‘Our Non-Compete is Ironclad, Right?’ A Dutch Fixed-Term Contract Myth
You added a non-compete to a Dutch fixed-term contract and think you're protected. But is it enforceable? Discover the critical, often-missed step that makes most of these clauses invalid in the Netherlands.

The Myth: "If they sign a non-compete clause in a fixed-term contract, it’s legally binding."
Many international HR managers and in-house counsel, accustomed to different legal systems, believe that a non-compete clause is a standard contractual tool. They assume that if an employee signs an employment agreement—even a temporary one—containing a non-compete, that clause is automatically enforceable. It feels like a standard safety measure to protect business interests.
The Scenario: A Costly Assumption
Meet Sarah, the regional manager for 'Innovate Solutions BV,' a fast-growing American tech firm in Amsterdam. She just hired a brilliant Senior Developer, Mark, on a one-year contract to lead a critical project. To protect their proprietary code, Sarah insisted on including the company's standard, boilerplate non-compete clause in his contract. Mark signed it without question.
Ten months later, Mark resigns. He’s joining a direct competitor just down the street. Sarah is furious. "He can't do that! He signed a non-compete!" she tells her team. She immediately engages a lawyer to send a cease-and-desist letter, confident the contract is on her side. The response from Mark's lawyer is a shock: the non-compete clause is legally void and unenforceable. Innovate Solutions BV has no legal grounds to stop him, and they've just wasted time and legal fees learning a hard lesson.

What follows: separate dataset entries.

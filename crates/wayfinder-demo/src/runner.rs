#![forbid(unsafe_code)]

//! Deterministic tick loop: script cues, tour timers, host answers, frames.
//!
//! Each tick advances a simulated clock by a fixed step, applies any cues
//! that are due, lets the tour issue measurement requests, and has the host
//! answer them. Whenever the tour revision moves, the snapshot is written as
//! one JSON line.

use std::cell::Cell;
use std::fmt;
use std::io::{self, Write};
use std::rc::Rc;

use serde::Serialize;
use tracing::{debug, info, info_span, warn};
use wayfinder::{MeasureStatus, RuntimeSettings, Tour, TourError, TourSnapshot};
use web_time::{Duration, Instant};

use crate::cli::Opts;
use crate::host::SimHost;
use crate::scenario::{CueAction, onboarding_tour};

/// How the run ended.
#[derive(Debug, Clone, Copy, PartialEq, Eq, Default, Serialize)]
#[serde(rename_all = "snake_case")]
pub enum Outcome {
    Completed,
    Skipped,
    /// Still active when the tick budget ran out.
    #[default]
    Unfinished,
}

/// Totals for one run.
#[derive(Debug, Clone, Default, PartialEq, Eq, Serialize)]
pub struct RunSummary {
    pub outcome: Outcome,
    pub ticks: u64,
    pub frames: u64,
    /// Step indices that fell back to a centered popover.
    pub degraded_steps: Vec<usize>,
}

/// One JSONL record.
#[derive(Debug, Serialize)]
struct Frame<'a> {
    tick: u64,
    elapsed_ms: u64,
    snapshot: &'a TourSnapshot,
}

/// Errors that abort a run.
#[derive(Debug)]
pub enum DemoError {
    Tour(TourError),
    Io(io::Error),
    Json(serde_json::Error),
}

impl fmt::Display for DemoError {
    fn fmt(&self, f: &mut fmt::Formatter<'_>) -> fmt::Result {
        match self {
            Self::Tour(e) => write!(f, "tour error: {e}"),
            Self::Io(e) => write!(f, "I/O error: {e}"),
            Self::Json(e) => write!(f, "encode error: {e}"),
        }
    }
}

impl std::error::Error for DemoError {
    fn source(&self) -> Option<&(dyn std::error::Error + 'static)> {
        match self {
            Self::Tour(e) => Some(e),
            Self::Io(e) => Some(e),
            Self::Json(e) => Some(e),
        }
    }
}

impl From<TourError> for DemoError {
    fn from(e: TourError) -> Self {
        Self::Tour(e)
    }
}

impl From<io::Error> for DemoError {
    fn from(e: io::Error) -> Self {
        Self::Io(e)
    }
}

impl From<serde_json::Error> for DemoError {
    fn from(e: serde_json::Error) -> Self {
        Self::Json(e)
    }
}

/// Run the scenario selected by `opts`, writing frames to `out`.
pub fn run<W: Write>(
    opts: &Opts,
    settings: RuntimeSettings,
    out: &mut W,
) -> Result<RunSummary, DemoError> {
    let _span = info_span!("demo.run", scenario = %opts.scenario).entered();

    let host = SimHost::new(opts.viewport, opts.scenario.unsettled_requests());
    let outcome = Rc::new(Cell::new(Outcome::Unfinished));
    let (completed, skipped) = (outcome.clone(), outcome.clone());
    let config = onboarding_tour(&host)
        .on_start(|tour| info!(steps = tour.total_steps(), "tour started"))
        .on_complete(move |_| completed.set(Outcome::Completed))
        .on_skip(move |tour| {
            info!(step = tour.current_step_index(), "tour skipped");
            skipped.set(Outcome::Skipped);
        });
    let tour = Tour::with_settings(config, settings, opts.viewport)?;

    let mut cues = opts.scenario.script(opts.viewport).into_iter().peekable();
    let epoch = Instant::now();
    let mut summary = RunSummary::default();
    let mut last_revision = None;
    let mut started = false;

    for tick in 0..=opts.max_ticks {
        let elapsed_ms = tick * opts.tick_ms;
        while let Some(cue) = cues.next_if(|cue| cue.at_ms <= elapsed_ms) {
            debug!(at_ms = cue.at_ms, action = ?cue.action, "cue");
            started |= apply(&tour, &host, cue.action);
        }

        tour.tick(epoch + Duration::from_millis(elapsed_ms));
        host.flush(&tour);
        summary.ticks = tick + 1;

        let revision = tour.revision();
        if opts.every_tick || last_revision != Some(revision) {
            last_revision = Some(revision);
            let snapshot = tour.snapshot();
            if snapshot.measure_status == MeasureStatus::Degraded
                && !summary.degraded_steps.contains(&snapshot.current_step_index)
            {
                summary.degraded_steps.push(snapshot.current_step_index);
            }
            serde_json::to_writer(
                &mut *out,
                &Frame {
                    tick,
                    elapsed_ms,
                    snapshot: &snapshot,
                },
            )?;
            out.write_all(b"\n")?;
            summary.frames += 1;
        }

        if started && !tour.is_active() {
            break;
        }
    }
    out.flush()?;

    summary.outcome = outcome.get();
    if summary.outcome == Outcome::Unfinished {
        warn!(ticks = summary.ticks, "tick budget ran out with the tour still active");
    }
    info!(
        outcome = ?summary.outcome,
        ticks = summary.ticks,
        frames = summary.frames,
        degraded = summary.degraded_steps.len(),
        "run finished"
    );
    Ok(summary)
}

/// Apply one cue. Returns whether it started the tour.
fn apply(tour: &Tour, host: &SimHost, action: CueAction) -> bool {
    match action {
        CueAction::Start => tour.start(),
        CueAction::Press(action) => {
            tour.handle_action(action);
            false
        }
        CueAction::Resize(viewport) => {
            host.relayout(viewport);
            tour.set_viewport(viewport);
            false
        }
        CueAction::Remove(name) => {
            host.remove(name);
            false
        }
    }
}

The Reality: The 'Substantial Business Interest' Test
The Netherlands has very protective employment laws. The starting point is that a non-compete clause in a fixed-term (temporary) contract is not valid. The law views it as an unfair restriction on the employee's ability to find new work after their temporary role ends.
There is, however, a crucial exception. A non-compete clause can be valid in a fixed-term contract, but only if the employer meets two strict conditions at the moment the contract is signed:
- A Substantial Business Interest: The company must have a genuine, significant reason (a zwaarwichtig bedrijfsbelang) that necessitates the clause. This goes beyond general concerns about competition. It must relate to specific, sensitive information or unique processes the employee will be privy to.
- Written Justification: Crucially, this substantial business interest must be explicitly stated and justified in writing within the contract itself, alongside the non-compete clause.
Innovate Solutions BV's mistake was using a generic clause without this mandatory written justification. They never explained why Mark's specific role required a non-compete, so the Dutch court considers it invalid by default.
The AI Clarity Moment: A Smarter Question
Before sending the contract, Sarah could have turned to an AI copilot like LawYours.AI and asked a simple question: "What are the rules for a non-compete clause in a one-year contract in the Netherlands?"
Within seconds, the AI would have delivered a clear, actionable summary:
"Under Dutch law (Article 7:653 BW), a non-compete clause in a fixed-term contract is void by default. To be valid, the contract must include a written statement explaining the substantial business interests that make the clause necessary. This justification must be specific to the employee's role and the sensitive information or skills involved. Without this written justification, the clause is unenforceable."
This single query would have alerted Sarah to the critical requirement she had overlooked, saving her company from a costly and embarrassing legal defeat.
3 Simple Rules to Remember
- Default is 'Invalid': For any Dutch contract that isn't permanent, assume your non-compete clause is invalid unless you prove otherwise.
- Justify, Justify, Justify: Don't just copy-paste a clause. You must write a clear, specific paragraph in the contract explaining the 'substantial business interest' at stake for that particular role.
- Do it From Day One: This justification must be in the contract from the very beginning. You cannot add it later.
Disclaimer: This article describes a fictionalized scenario for illustrative and educational purposes only. It is not intended to be and should not be construed as legal advice. Any resemblance to actual events, entities, or individuals is purely coincidental.